Yamani Mundur karena Maag, Tapi Ada Hakim Agung Cangkok Ginjal Bertahan

Andi Saputra - detikNews
Jumat, 16 Nov 2012 10:30 WIB
Yamani Mundur karena Maag, Tapi Ada Hakim Agung Cangkok Ginjal Bertahan
Gedung Mahkamah Agung (ari saputra/detikcom)
Jakarta - Ahmad Yamani tiba-tiba mengundurkan diri dengan alasan kesehatan. Hal ini terasa janggal sebab sehari sebelum pengunduran diri Yamani masih tampak bersidang memutus perkara.

Dalam catatan detikcom, Jumat (16/11/2012), hakim agung Rifyal Ka'bah sempat vakum sidang akibat terserang sakit ginjal yang cukup serius. Guna menolong hakim agung khusus perkara perdata Islam ini, Rifyal di larikan ke China guna pengobatan untuk pencangkokan ginjal.

"Sudah 2 mingguan, operasi ginjal," kata Ketua Mahkamah Agung (MA) Harifin Tumpa pada 27 Mei 2011.

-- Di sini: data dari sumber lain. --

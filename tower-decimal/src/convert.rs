//! Conversions into [`Decimal`].
use bigdecimal::{BigDecimal, ToPrimitive};
use num_bigint::{BigInt, Sign};

use crate::decimal::Decimal;

macro_rules! from_primitive {
    ($($ty:ty),* $(,)?) => {
        $(
            impl From<$ty> for Decimal {
                #[inline]
                fn from(value: $ty) -> Self {
                    Decimal::from_f64(value as f64)
                }
            }
        )*
    };
}

from_primitive!(i8, i16, i32, i64, isize, u8, u16, u32, u64, usize, f32, f64);

impl From<&Decimal> for Decimal {
    #[inline]
    fn from(value: &Decimal) -> Self {
        *value
    }
}

/// Significant digits read from the front of an oversized integer.
const LEADING_DIGITS: usize = 17;

impl From<&BigInt> for Decimal {
    /// Integers beyond f64 range keep their magnitude on layer 1, derived
    /// from the digit count and the leading digits.
    fn from(value: &BigInt) -> Self {
        let sign = match value.sign() {
            Sign::Minus => -1,
            Sign::NoSign => return Decimal::ZERO,
            Sign::Plus => 1,
        };
        if let Some(float) = value.to_f64().filter(|f| f.is_finite()) {
            return Decimal::from_f64(float);
        }
        let digits = value.magnitude().to_string();
        let lead = &digits[..digits.len().min(LEADING_DIGITS)];
        let lead_value: f64 = lead.parse().unwrap_or(1.0);
        let exponent = (digits.len() - lead.len()) as f64 + lead_value.log10();
        Decimal::from_log10(exponent).with_sign(sign)
    }
}

impl From<BigInt> for Decimal {
    fn from(value: BigInt) -> Self {
        Decimal::from(&value)
    }
}

impl From<&BigDecimal> for Decimal {
    /// Coefficient and scale are converted separately, so large or tiny
    /// scales never pass through an overflowing f64.
    fn from(value: &BigDecimal) -> Self {
        let (coefficient, scale) = value.as_bigint_and_exponent();
        let coefficient = Decimal::from(&coefficient);
        if scale == 0 {
            return coefficient;
        }
        coefficient * Decimal::from_log10(-(scale as f64))
    }
}

impl From<BigDecimal> for Decimal {
    fn from(value: BigDecimal) -> Self {
        Decimal::from(&value)
    }
}
use thiserror::Error;
use tower_decimal::Decimal;

/// Configuration errors raised when a notation is built or reconfigured.
///
/// Formatting itself never fails; these only surface from `new` and
/// `reconfigure`, and a rejected update leaves the notation untouched.
#[derive(Debug, Clone, PartialEq, Error)]
pub enum NotationError {
    /// A base (or requirement acting as one) must be a finite number above 1.
    #[error("Parameter `{parameter}` must be a finite number greater than 1, found {value}")]
    InvalidBase {
        parameter: &'static str,
        value: Decimal,
    },

    /// A parameter falls outside of its documented range.
    #[error("Parameter `{parameter}` is out of range: expected {expected}, found {found}")]
    OutOfRange {
        parameter: &'static str,
        expected: &'static str,
        found: String,
    },

    /// Two rampings were scheduled on the same layer.
    #[error("Two rampings are scheduled on layer {layer}; each layer accepts at most one")]
    DuplicateRamping { layer: u64 },

    /// A token ordering is not a permutation of the expected tokens.
    #[error("Token order `{order}` must list every component exactly once")]
    InvalidOrder { order: String },

    /// Polygonal numbers need at least three sides.
    #[error("A polygon needs at least 3 sides, found {sides}")]
    InvalidPolygon { sides: Decimal },
}

pub type NotationResult<T> = Result<T, NotationError>;

impl NotationError {
    pub(crate) fn out_of_range(
        parameter: &'static str,
        expected: &'static str,
        found: impl std::fmt::Display,
    ) -> Self {
        Self::OutOfRange {
            parameter,
            expected,
            found: found.to_string(),
        }
    }
}

/// Reject anything that is not a finite value strictly above 1.
pub(crate) fn ensure_above_one(parameter: &'static str, value: Decimal) -> NotationResult<()> {
    if value.is_finite() && value > Decimal::ONE {
        Ok(())
    } else {
        Err(NotationError::InvalidBase { parameter, value })
    }
}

SCROLL TO CONTINUE WITH CONTENT

Nah, hingga hari ini, penyandang doktor tersebut masih terpampang sebagai hakim agung di website MA. Padahal sempat sakit selama berminggu-minggu dan tidak bisa menyidangkan perkara.

Bagaimana dengan sakitnya Yamani? Kepala Biro Hukum dan Humas MA Ridwan Mansyur mengakui, Yamani sudah mengajukan surat pengunduran diri dan diterima Ketua MA Hatta Ali 14 November lalu.

Selanjutnya permohonan ini akan dibahas dalam rapat pimpinan untuk diteruskan pada presiden. "Selama ini yang bersangkutan memang jarang masuk karena alasan sakit. Beliau sudah berumur 68 tahun dan menderita penyakit sinusitis, vertigo dan maag," ujar Ridwan.

Menurut hakim agung Prof Gayus Lumbuun, pengunduran Ahmad Yamani sebagai hakim agung tidak cukup dengan alasan sakit secara sepihak. Oleh sebab itu, MA harus memastikan kebenaran sakitnya Yamani tersebut.

"Hakim agung sebagai pejabat tinggi negara tidak bisa dengan mudah mengundurkan diri seperti alasan sakit," kata Gayus Lumbuun.